WORK REQUIRED:
What follows is a listing. Return every line of it exactly.

Top of GIVEN DATA

impl Buffer {
    /// Length or capacity of buffer.
    pub fn size(&self) -> usize {
        match self {
            Self::Write(buf) => buf.len(),
            Self::Read(buf) => buf.capacity(),
        }
    }

    /// Get pointer to buffer.
    ///
    /// ## Safety
    /// If this is a write buffer the pointer must only be read from.
    pub(crate) unsafe fn as_mut_ptr(&mut self) -> *mut u8 {
        match self {
            Self::Write(buf) => buf.as_ptr() as *mut _,
            Self::Read(buf) => buf.as_mut_ptr(),
        }
    }

    /// Assume buffer is initialized to given length.
    ///
    /// ## Safety
    /// The first `len` bytes of a read buffer must have been written.
    pub(crate) unsafe fn assume_init(&mut self, len: usize) {
        match self {
            Self::Write(_) => (),
            Self::Read(buf) => buf.set_len(len.min(buf.capacity())),
        }
    }
}

impl From<Bytes> for Buffer {
    fn from(buf: Bytes) -> Self {
        Self::Write(buf)
    }
}

impl From<BytesMut> for Buffer {
    fn from(buf: BytesMut) -> Self {
        Self::Read(buf)
    }
}

/// Buffer is not a read buffer.
#[derive(Debug, Clone)]
pub struct NotAReadBuffer;

impl TryFrom<Buffer> for BytesMut {
    type Error = NotAReadBuffer;
    fn try_from(buf: Buffer) -> std::result::Result<Self, NotAReadBuffer> {
        match buf {
            Buffer::Write(_) => Err(NotAReadBuffer),
            Buffer::Read(buf) => Ok(buf),
        }
    }
}

/// Completed transfer.
#[derive(Debug)]
pub struct Completed {
    buf: Buffer,
    result: io::Result<usize>,
}

impl Completed {
    /// Creates a completion.
    ///
    /// On success a read buffer must hold exactly the transferred bytes.
    pub fn new(buf: Buffer, result: io::Result<usize>) -> Self {
        Self { buf, result }
    }

    /// Number of bytes transferred or the transfer error.
    pub fn result(&self) -> &io::Result<usize> {
        &self.result
    }

    /// Splits into buffer and result.
    pub fn into_parts(self) -> (Buffer, io::Result<usize>) {
        (self.buf, self.result)
    }
}

/// Asynchronous transfer primitive of one endpoint handle.
///
/// At most one transfer may be outstanding at any time.
pub trait Transfer: Send {
    /// Submits a transfer.
    ///
    /// Fails with [`ErrorKind::WouldBlock`] if a transfer is already outstanding.
    fn submit(&mut self, buf: Buffer) -> io::Result<()>;

    /// Waits up to `timeout` for the outstanding transfer to complete.
    ///
    /// Returns `Ok(None)` if no transfer completed within the timeout or none is outstanding.
    fn wait(&mut self, timeout: Duration) -> io::Result<Option<Completed>>;

    /// Cancels the outstanding transfer and releases its buffer.
    ///
    /// Returns the completion if the transfer finished before it could be cancelled.
    fn cancel(&mut self) -> io::Result<Option<Completed>>;

    /// Whether a transfer is outstanding.
    fn is_busy(&self) -> bool;
}

/// Endpoint I/O error.
#[derive(Debug)]
pub enum TransferError {
    /// Cancellation was requested while the operation was in progress.
    Cancelled,
    /// The USB host has not configured the gadget.
    NotReady,
    /// The transfer completed with fewer bytes than requested.
    Short {
        /// Requested number of bytes.
        expected: usize,
        /// Transferred number of bytes.
        actual: usize,
    },
    /// The transfer failed.
    Io(io::Error),
}

impl TransferError {
    /// Whether this is [`TransferError::Cancelled`].
    pub fn is_cancelled(&self) -> bool {
        matches!(self, Self::Cancelled)
    }

    /// Whether the current session must end because of this error.
    ///
    /// Short and failed transfers only lose the affected data.
    pub fn is_fatal(&self) -> bool {
        matches!(self, Self::Cancelled | Self::NotReady)
    }
}

impl fmt::Display for TransferError {
    fn fmt(&self, f: &mut fmt::Formatter) -> fmt::Result {
        match self {
            Self::Cancelled => write!(f, "operation cancelled"),
            Self::NotReady => write!(f, "USB gadget is not configured by host"),
            Self::Short { expected, actual } => write!(f, "short transfer of {actual} of {expected} bytes"),
            Self::Io(err) => write!(f, "transfer failed: {err}"),
        }
    }
}

impl std::error::Error for TransferError {
    fn source(&self) -> Option<&(dyn std::error::Error + 'static)> {
        match self {
            Self::Io(err) => Some(err),
            _ => None,
        }
    }
}

impl From<io::Error> for TransferError {
    fn from(err: io::Error) -> Self {
        Self::Io(err)
    }
}

impl From<TransferError> for io::Error {
    fn from(err: TransferError) -> Self {
        match err {
            TransferError::Cancelled => io::Error::new(ErrorKind::Interrupted, err),
            TransferError::NotReady => io::Error::new(ErrorKind::NotConnected, err),
            TransferError::Short { .. } => io::Error::new(ErrorKind::UnexpectedEof, err),
            TransferError::Io(err) => err,
        }
    }
}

Bottom of GIVEN DATA

WRITTEN RESPONSE:
impl Buffer {
    /// Length or capacity of buffer.
    pub fn size(&self) -> usize {
        match self {
            Self::Write(buf) => buf.len(),
            Self::Read(buf) => buf.capacity(),
        }
    }

    /// Get pointer to buffer.
    ///
    /// ## Safety
    /// If this is a write buffer the pointer must only be read from.
    pub(crate) unsafe fn as_mut_ptr(&mut self) -> *mut u8 {
        match self {
            Self::Write(buf) => buf.as_ptr() as *mut _,
            Self::Read(buf) => buf.as_mut_ptr(),
        }
    }

    /// Assume buffer is initialized to given length.
    ///
    /// ## Safety
    /// The first `len` bytes of a read buffer must have been written.
    pub(crate) unsafe fn assume_init(&mut self, len: usize) {
        match self {
            Self::Write(_) => (),
            Self::Read(buf) => buf.set_len(len.min(buf.capacity())),
        }
    }
}

impl From<Bytes> for Buffer {
    fn from(buf: Bytes) -> Self {
        Self::Write(buf)
    }
}

impl From<BytesMut> for Buffer {
    fn from(buf: BytesMut) -> Self {
        Self::Read(buf)
    }
}

/// Buffer is not a read buffer.
#[derive(Debug, Clone)]
pub struct NotAReadBuffer;

impl TryFrom<Buffer> for BytesMut {
    type Error = NotAReadBuffer;
    fn try_from(buf: Buffer) -> std::result::Result<Self, NotAReadBuffer> {
        match buf {
            Buffer::Write(_) => Err(NotAReadBuffer),
            Buffer::Read(buf) => Ok(buf),
        }
    }
}

/// Completed transfer.
#[derive(Debug)]
pub struct Completed {
    buf: Buffer,
    result: io::Result<usize>,
}

impl Completed {
    /// Creates a completion.
    ///
    /// On success a read buffer must hold exactly the transferred bytes.
    pub fn new(buf: Buffer, result: io::Result<usize>) -> Self {
        Self { buf, result }
    }

    /// Number of bytes transferred or the transfer error.
    pub fn result(&self) -> &io::Result<usize> {
        &self.result
    }

    /// Splits into buffer and result.
    pub fn into_parts(self) -> (Buffer, io::Result<usize>) {
        (self.buf, self.result)
    }
}

/// Asynchronous transfer primitive of one endpoint handle.
///
/// At most one transfer may be outstanding at any time.
pub trait Transfer: Send {
    /// Submits a transfer.
    ///
    /// Fails with [`ErrorKind::WouldBlock`] if a transfer is already outstanding.
    fn submit(&mut self, buf: Buffer) -> io::Result<()>;

    /// Waits up to `timeout` for the outstanding transfer to complete.
    ///
    /// Returns `Ok(None)` if no transfer completed within the timeout or none is outstanding.
    fn wait(&mut self, timeout: Duration) -> io::Result<Option<Completed>>;

    /// Cancels the outstanding transfer and releases its buffer.
    ///
    /// Returns the completion if the transfer finished before it could be cancelled.
    fn cancel(&mut self) -> io::Result<Option<Completed>>;

    /// Whether a transfer is outstanding.
    fn is_busy(&self) -> bool;
}

/// Endpoint I/O error.
#[derive(Debug)]
pub enum TransferError {
    /// Cancellation was requested while the operation was in progress.
    Cancelled,
    /// The USB host has not configured the gadget.
    NotReady,
    /// The transfer completed with fewer bytes than requested.
    Short {
        /// Requested number of bytes.
        expected: usize,
        /// Transferred number of bytes.
        actual: usize,
    },
    /// The transfer failed.
    Io(io::Error),
}

impl TransferError {
    /// Whether this is [`TransferError::Cancelled`].
    pub fn is_cancelled(&self) -> bool {
        matches!(self, Self::Cancelled)
    }

    /// Whether the current session must end because of this error.
    ///
    /// Short and failed transfers only lose the affected data.
    pub fn is_fatal(&self) -> bool {
        matches!(self, Self::Cancelled | Self::NotReady)
    }
}

impl fmt::Display for TransferError {
    fn fmt(&self, f: &mut fmt::Formatter) -> fmt::Result {
        match self {
            Self::Cancelled => write!(f, "operation cancelled"),
            Self::NotReady => write!(f, "USB gadget is not configured by host"),
            Self::Short { expected, actual } => write!(f, "short transfer of {actual} of {expected} bytes"),
            Self::Io(err) => write!(f, "transfer failed: {err}"),
        }
    }
}

impl std::error::Error for TransferError {
    fn source(&self) -> Option<&(dyn std::error::Error + 'static)> {
        match self {
            Self::Io(err) => Some(err),
            _ => None,
        }
    }
}

impl From<io::Error> for TransferError {
    fn from(err: io::Error) -> Self {
        Self::Io(err)
    }
}

impl From<TransferError> for io::Error {
    fn from(err: TransferError) -> Self {
        match err {
            TransferError::Cancelled => io::Error::new(ErrorKind::Interrupted, err),
            TransferError::NotReady => io::Error::new(ErrorKind::NotConnected, err),
            TransferError::Short { .. } => io::Error::new(ErrorKind::UnexpectedEof, err),
            TransferError::Io(err) => err,
        }
    }
}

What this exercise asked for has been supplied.